How to sync a GitHub fork

§ Part I: This is embarrassing

It's easy to rebase a branch, but when it comes to GitHub forks I always forget how to do it, so I keep on checking the same GitHub guide over and over. As with any other big humanity failure, history keeps repeating itself.

I'm not kidding when I say this is the most repeated DuckDuckGo search I've done in 2018: github rebase branch fork from master.

§ Part II: HOWTO

Your forked project has by default one upstream: the one of your fork.

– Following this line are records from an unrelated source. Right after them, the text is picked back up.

//! Combat pairs and per-tick damage resolution.
//!
//! Each attacker holds at most one pair (the map is keyed by attacker). Once
//! per tick every active pair is resolved in attacker order:
//!
//! 1. If either side is missing or dead, or the sides are further apart than
//!    the attack range, the pair is deactivated without damage.
//! 2. Otherwise damage `max(1, attack - defense)` is applied, equipment
//!    bonuses included.
//! 3. A target at zero health dies (actors, NPCs) or is knocked out
//!    (behemoths).

use tracing::debug;

use frontier_types::{ActorId, ActorStatus, BehemothStatus, CombatPair, CombatantRef, GameEvent};
use frontier_world::WorldState;

use crate::behemoth;
use crate::config::RulesConfig;
use crate::death;
use crate::error::AgentError;

/// Damage dealt per tick for the given attack and defense values.
pub const fn damage(attack: u32, defense: u32) -> u32 {
    let raw = attack.saturating_sub(defense);
    if raw == 0 { 1 } else { raw }
}

/// Open (or replace) the attacker's combat pair.
pub fn start_attack(world: &mut WorldState, attacker: CombatantRef, target: CombatantRef) {
    let tick = world.tick();
    world.combat_pairs.insert(
        attacker,
        CombatPair {
            attacker,
            target,
            started_tick: tick,
            active: true,
        },
    );
    if let CombatantRef::Actor(id) = attacker
        && let Some(actor) = world.actors.get_mut(&id)
    {
        actor.status = ActorStatus::Fighting;
        actor.destination = None;
    }
}

/// Deactivate an attacker's own pair. Returns whether one was active.
pub fn end_attack(world: &mut WorldState, attacker: CombatantRef) -> bool {
    let Some(pair) = world.combat_pairs.get_mut(&attacker) else {
        return false;
    };
    let was_active = pair.active;
    pair.active = false;
    if let CombatantRef::Actor(id) = attacker {
        idle_if_fighting(world, id);
    }
    was_active
}

fn idle_if_fighting(world: &mut WorldState, id: ActorId) {
    if let Some(actor) = world.actors.get_mut(&id)
        && actor.status == ActorStatus::Fighting
    {
        actor.status = ActorStatus::Idle;
    }
}

/// Attack value of a living combatant.
fn attack_of(world: &WorldState, who: CombatantRef) -> Option<u32> {
    match who {
        CombatantRef::Actor(id) => world
            .actors
            .get(&id)
            .filter(|a| a.is_alive())
            .map(frontier_types::Actor::effective_attack),
        CombatantRef::Monster(id) => world
            .monsters
            .get(&id)
            .filter(|m| m.stats.is_alive())
            .map(|m| m.stats.attack),
        CombatantRef::Behemoth(_) => None,
    }
}

/// Defense value of a combatant that can currently take damage.
fn defense_of(world: &WorldState, who: CombatantRef, rules: &RulesConfig) -> Option<u32> {
    match who {
        CombatantRef::Actor(id) => world
            .actors
            .get(&id)
            .filter(|a| a.is_alive())
            .map(frontier_types::Actor::effective_defense),
        CombatantRef::Monster(id) => world
            .monsters
            .get(&id)
            .filter(|m| m.stats.is_alive())
            .map(|m| m.stats.defense),
        CombatantRef::Behemoth(id) => world
            .behemoths
            .get(&id)
            .filter(|b| b.status == BehemothStatus::Roaming)
            .map(|_| rules.behemoth.defense),
    }
}

/// Subtract `amount` from a target's health and return what remains.
fn apply_damage(world: &mut WorldState, who: CombatantRef, amount: u32) -> Option<u32> {
    let health = match who {
        CombatantRef::Actor(id) => &mut world.actors.get_mut(&id)?.stats.health,
        CombatantRef::Monster(id) => &mut world.monsters.get_mut(&id)?.stats.health,
        CombatantRef::Behemoth(id) => &mut world.behemoths.get_mut(&id)?.health,
    };
    *health = health.saturating_sub(amount);
    Some(*health)
}

/// Resolve every active combat pair for this tick.
pub fn resolve_combat(world: &mut WorldState, rules: &RulesConfig) -> Result<(), AgentError> {
    let attackers: Vec<CombatantRef> = world
        .combat_pairs
        .iter()
        .filter(|(_, p)| p.active)
        .map(|(k, _)| *k)
        .collect();

    for key in attackers {
        // an earlier death this tick may have ended the pair
        let Some(pair) = world.combat_pairs.get(&key).copied().filter(|p| p.active) else {
            continue;
        };
        let attack = attack_of(world, pair.attacker);
        let defense = defense_of(world, pair.target, rules);
        let in_range = match (
            world.combatant_position(pair.attacker),
            world.combatant_position(pair.target),
        ) {
            (Some(a), Some(t)) => a.distance_to(t) <= rules.ranges.attack,
            _ => false,
        };
        let (Some(attack), Some(defense), true) = (attack, defense, in_range) else {
            debug!(attacker = ?pair.attacker, target = ?pair.target, "combat pair ended");
            end_attack(world, key);
            continue;
        };

        let amount = damage(attack, defense);
        let Some(remaining) = apply_damage(world, pair.target, amount) else {
            end_attack(world, key);
            continue;
        };
        world.emit(GameEvent::Damage {
            attacker: pair.attacker,
            target: pair.target,
            amount,
            remaining_health: remaining,
        });
        if remaining > 0 {
            continue;
        }
        match pair.target {
            CombatantRef::Actor(id) => death::kill_actor(world, id, Some(pair.attacker), rules)?,
            CombatantRef::Monster(id) => {
                death::kill_monster(world, id, Some(pair.attacker), rules)?;
            }
            CombatantRef::Behemoth(id) => behemoth::knock_out(world, id, rules)?,
        }
    }
    Ok(())
}

#[cfg(test)]
#[allow(clippy::unwrap_used)]
mod tests {
    use frontier_types::{Item, Role};

    use super::*;
    use crate::test_support::{make_world, put_actor, put_behemoth};

    fn tick(world: &mut WorldState, rules: &RulesConfig) {
        world.begin_tick().unwrap();
        resolve_combat(world, rules).unwrap();
    }

    #[test]
    fn damage_is_at_least_one() {
        assert_eq!(damage(12, 2), 10);
        assert_eq!(damage(3, 9), 1);
        assert_eq!(damage(5, 5), 1);
    }

    #[test]
    fn new_attack_replaces_old_pair() {
        let mut world = make_world();
        let me = put_actor(&mut world, Role::Monster, 100.0, 100.0);
        let a = put_actor(&mut world, Role::Miner, 110.0, 100.0);
        let b = put_actor(&mut world, Role::Miner, 90.0, 100.0);
        start_attack(&mut world, CombatantRef::Actor(me), CombatantRef::Actor(a));
        start_attack(&mut world, CombatantRef::Actor(me), CombatantRef::Actor(b));
        let active: Vec<_> = world.combat_pairs.values().filter(|p| p.active).collect();
        assert_eq!(active.len(), 1);
        assert_eq!(active.first().unwrap().target, CombatantRef::Actor(b));
    }

    #[test]
    fn equipment_counts_toward_damage() {
        let rules = RulesConfig::default();
        let mut world = make_world();
        let atk = put_actor(&mut world, Role::Miner, 100.0, 100.0);
        let def = put_actor(&mut world, Role::Miner, 110.0, 100.0);
        world.actors.get_mut(&atk).unwrap().equipment.weapon = Some(Item::Sword);
        world.actors.get_mut(&def).unwrap().equipment.armor = Some(Item::Armor);
        start_attack(&mut world, CombatantRef::Actor(atk), CombatantRef::Actor(def));
        tick(&mut world, &rules);
        // (8 + 8) - (3 + 5)
        assert_eq!(world.actors[&def].stats.health, 102);
    }

    #[test]
    fn out_of_range_pair_ends_without_damage() {
        let rules = RulesConfig::default();
        let mut world = make_world();
        let atk = put_actor(&mut world, Role::Monster, 100.0, 100.0);
        let def = put_actor(&mut world, Role::Miner, 130.0, 100.0);
        start_attack(&mut world, CombatantRef::Actor(atk), CombatantRef::Actor(def));
        tick(&mut world, &rules);
        assert_eq!(world.actors[&def].stats.health, 110);
        assert!(!world.combat_pairs[&CombatantRef::Actor(atk)].active);
        assert_eq!(world.actors[&atk].status, ActorStatus::Idle);
    }

    #[test]
    fn fight_to_the_death() {
        let rules = RulesConfig::default();
        let mut world = make_world();
        let atk = put_actor(&mut world, Role::Monster, 100.0, 100.0);
        let def = put_actor(&mut world, Role::Woodcutter, 110.0, 100.0);
        world.actors.get_mut(&def).unwrap().gold = 9;
        start_attack(&mut world, CombatantRef::Actor(atk), CombatantRef::Actor(def));
        // 12 - 2 = 10 per tick against 100 health
        for _ in 0..10 {
            tick(&mut world, &rules);
        }
        let victim = &world.actors[&def];
        assert_eq!(victim.status, ActorStatus::Dead);
        assert_eq!(world.actors[&atk].gold, 9);
        assert_eq!(world.actors[&atk].kills, 1);
        assert_eq!(world.actors[&atk].status, ActorStatus::Idle);
    }

    #[test]
    fn behemoth_is_knocked_out_not_killed() {
        let rules = RulesConfig::default();
        let mut world = make_world();
        let b = put_behemoth(&mut world, 100.0, 100.0);
        world.behemoths.get_mut(&b).unwrap().health = 3;
        world.behemoths.get_mut(&b).unwrap().patrol_route.clear();
        let atk = put_actor(&mut world, Role::Miner, 110.0, 100.0);
        start_attack(&mut world, CombatantRef::Actor(atk), CombatantRef::Behemoth(b));
        tick(&mut world, &rules);
        let beh = &world.behemoths[&b];
        assert_eq!(beh.status, BehemothStatus::Unconscious);
        assert_eq!(beh.health, 0);
        assert!(!world.combat_pairs[&CombatantRef::Actor(atk)].active);
    }
}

So, first add the original project as additional upstream (this needs to be done only once):

$ cd coolproject_myfork
$ git remote add upstream git@github.com:original_owner/coolproject.git

Once the additional upstream is available, update you fork:

$ git fetch upstream
$ git checkout master
$ git merge upstream/master

push the updates to your master:

$ git push origin master

Now you can update your feature too:

$ git checkout <my_feature_branch>
$ git merge master

source

§ Part III: Let's make things a bit better

When you're about to merge your feature branch in the main branch, it's always a good idea to do the opposite first: by merging the main branch into your feature branch you will ease your job in case of conflicts.

In the best scenario, there's nothing else you have to do.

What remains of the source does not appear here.